Please copy every line with the string "when" from the entries below.
[Start of Attachment]
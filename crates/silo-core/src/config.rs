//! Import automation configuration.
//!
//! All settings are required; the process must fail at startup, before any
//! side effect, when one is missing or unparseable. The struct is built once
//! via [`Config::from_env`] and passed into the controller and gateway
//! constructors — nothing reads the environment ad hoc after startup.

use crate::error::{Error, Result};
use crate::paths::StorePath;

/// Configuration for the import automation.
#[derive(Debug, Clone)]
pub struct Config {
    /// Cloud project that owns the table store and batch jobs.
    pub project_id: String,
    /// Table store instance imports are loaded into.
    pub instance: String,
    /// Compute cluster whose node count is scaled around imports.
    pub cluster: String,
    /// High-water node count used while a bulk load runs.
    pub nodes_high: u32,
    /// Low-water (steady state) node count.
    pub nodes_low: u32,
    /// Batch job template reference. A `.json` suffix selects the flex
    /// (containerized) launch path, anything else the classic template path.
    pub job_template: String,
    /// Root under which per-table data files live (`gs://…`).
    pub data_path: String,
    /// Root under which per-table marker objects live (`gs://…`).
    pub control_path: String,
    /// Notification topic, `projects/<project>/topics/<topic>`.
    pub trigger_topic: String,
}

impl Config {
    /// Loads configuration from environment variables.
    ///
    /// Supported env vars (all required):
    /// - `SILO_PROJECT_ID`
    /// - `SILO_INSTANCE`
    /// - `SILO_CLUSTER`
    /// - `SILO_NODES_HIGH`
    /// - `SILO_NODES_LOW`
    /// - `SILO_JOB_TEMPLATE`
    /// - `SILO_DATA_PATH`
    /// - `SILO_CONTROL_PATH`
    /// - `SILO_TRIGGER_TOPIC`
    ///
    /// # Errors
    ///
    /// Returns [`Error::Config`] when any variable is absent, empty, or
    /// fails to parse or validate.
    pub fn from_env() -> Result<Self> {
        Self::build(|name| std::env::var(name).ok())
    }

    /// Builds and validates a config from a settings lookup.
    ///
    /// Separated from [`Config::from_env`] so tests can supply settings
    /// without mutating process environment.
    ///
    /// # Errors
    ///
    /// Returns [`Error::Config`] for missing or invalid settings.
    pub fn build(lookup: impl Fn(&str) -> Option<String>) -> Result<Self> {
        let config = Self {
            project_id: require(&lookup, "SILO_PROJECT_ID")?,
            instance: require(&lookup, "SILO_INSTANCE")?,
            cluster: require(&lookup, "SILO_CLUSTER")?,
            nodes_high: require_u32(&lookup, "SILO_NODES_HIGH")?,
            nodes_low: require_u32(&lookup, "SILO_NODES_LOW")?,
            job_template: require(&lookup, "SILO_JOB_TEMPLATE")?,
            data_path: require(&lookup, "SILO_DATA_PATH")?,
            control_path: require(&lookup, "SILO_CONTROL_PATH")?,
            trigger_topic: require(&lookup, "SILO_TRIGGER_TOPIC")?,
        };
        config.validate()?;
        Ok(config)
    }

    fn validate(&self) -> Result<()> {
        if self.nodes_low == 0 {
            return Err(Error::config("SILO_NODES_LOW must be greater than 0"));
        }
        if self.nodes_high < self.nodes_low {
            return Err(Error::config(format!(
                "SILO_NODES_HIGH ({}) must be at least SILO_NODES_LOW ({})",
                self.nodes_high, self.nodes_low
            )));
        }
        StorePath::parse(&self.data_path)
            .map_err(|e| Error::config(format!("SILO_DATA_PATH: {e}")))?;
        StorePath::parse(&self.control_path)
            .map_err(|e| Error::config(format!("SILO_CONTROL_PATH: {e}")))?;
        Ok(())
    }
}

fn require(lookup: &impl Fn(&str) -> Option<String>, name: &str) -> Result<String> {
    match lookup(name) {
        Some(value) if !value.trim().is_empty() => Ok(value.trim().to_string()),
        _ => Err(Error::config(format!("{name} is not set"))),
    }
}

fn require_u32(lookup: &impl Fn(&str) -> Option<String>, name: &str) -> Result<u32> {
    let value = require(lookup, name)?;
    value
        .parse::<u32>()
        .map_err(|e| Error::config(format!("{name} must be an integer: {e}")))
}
[End of Attachment]
== SOLUTION TO THIS EXERCISE ==
//! side effect, when one is missing or unparseable. The struct is built once
    /// Returns [`Error::Config`] when any variable is absent, empty, or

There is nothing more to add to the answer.